Stored data entries:
- Opening Delimiter -

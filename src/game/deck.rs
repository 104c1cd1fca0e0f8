use rand::seq::SliceRandom;
use rand::Rng;
use serde::{Deserialize, Serialize};

/// Draw pile over a fixed full set of cards.
///
/// Cards are drawn without replacement; when the pile runs dry it is
/// refilled from the full set and shuffled before the next draw, so the
/// owner never runs out. Consecutive identical draws are possible right
/// after a reshuffle boundary.
#[derive(Debug, Clone, Serialize, Deserialize, PartialEq, Eq)]
pub struct Deck<T> {
    #[serde(default = "Vec::new")]
    pile: Vec<T>,
    full_set: Vec<T>,
}

impl<T: Clone> Deck<T> {
    pub fn new(full_set: Vec<T>) -> Self {
        Self {
            pile: Vec::new(),
            full_set,
        }
    }

    pub fn remaining(&self) -> usize {
        self.pile.len()
    }

    pub fn full_set(&self) -> &[T] {
        &self.full_set
    }

    /// Pops one card, reshuffling the full set back in first when the pile
    /// is empty. Returns `None` only for an empty full set.
    pub fn draw_with_reshuffle(&mut self, rng: &mut impl Rng) -> Option<T> {
        if self.pile.is_empty() {
            self.pile = self.full_set.clone();
            self.pile.shuffle(rng);
        }
        self.pile.pop()
    }
}

#[cfg(test)]
mod tests {
    use super::*;
    use rand::rngs::SmallRng;
    use rand::SeedableRng;

    fn sample_deck() -> Deck<u8> {
        Deck::new(vec![1, 2, 3, 4, 5])
    }

    #[test]
    fn draws_only_members_of_the_full_set() {
        let mut deck = sample_deck();
        let mut rng = SmallRng::seed_from_u64(7);

        for _ in 0..50 {
            let card = deck
                .draw_with_reshuffle(&mut rng)
                .expect("non-empty full set should always yield a card");
            assert!(deck.full_set().contains(&card), "card {card} is foreign");
        }
    }

    #[test]
    fn full_cycle_visits_every_card_once() {
        let mut deck = sample_deck();
        let mut rng = SmallRng::seed_from_u64(11);

        // First draw triggers the reshuffle, so the next five draws form a
        // window that does not cross a reshuffle boundary.
        let mut window: Vec<u8> = (0..5)
            .map(|_| {
                deck.draw_with_reshuffle(&mut rng)
                    .expect("deck should not be exhausted mid-cycle")
            })
            .collect();
        window.sort_unstable();
        assert_eq!(window, vec![1, 2, 3, 4, 5], "a full cycle must not starve any card");
        assert_eq!(deck.remaining(), 0, "pile should be empty after a full cycle");
    }

    #[test]
    fn empty_full_set_yields_nothing() {
        let mut deck: Deck<u8> = Deck::new(Vec::new());
        let mut rng = SmallRng::seed_from_u64(0);
        assert_eq!(deck.draw_with_reshuffle(&mut rng), None);
    }
}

- Closing Delimiter -

## Task details
Find the word "should" in the entries. Copy each line that holds it.

## Response to the exercise
                .expect("non-empty full set should always yield a card");
                    .expect("deck should not be exhausted mid-cycle")
        assert_eq!(deck.remaining(), 0, "pile should be empty after a full cycle");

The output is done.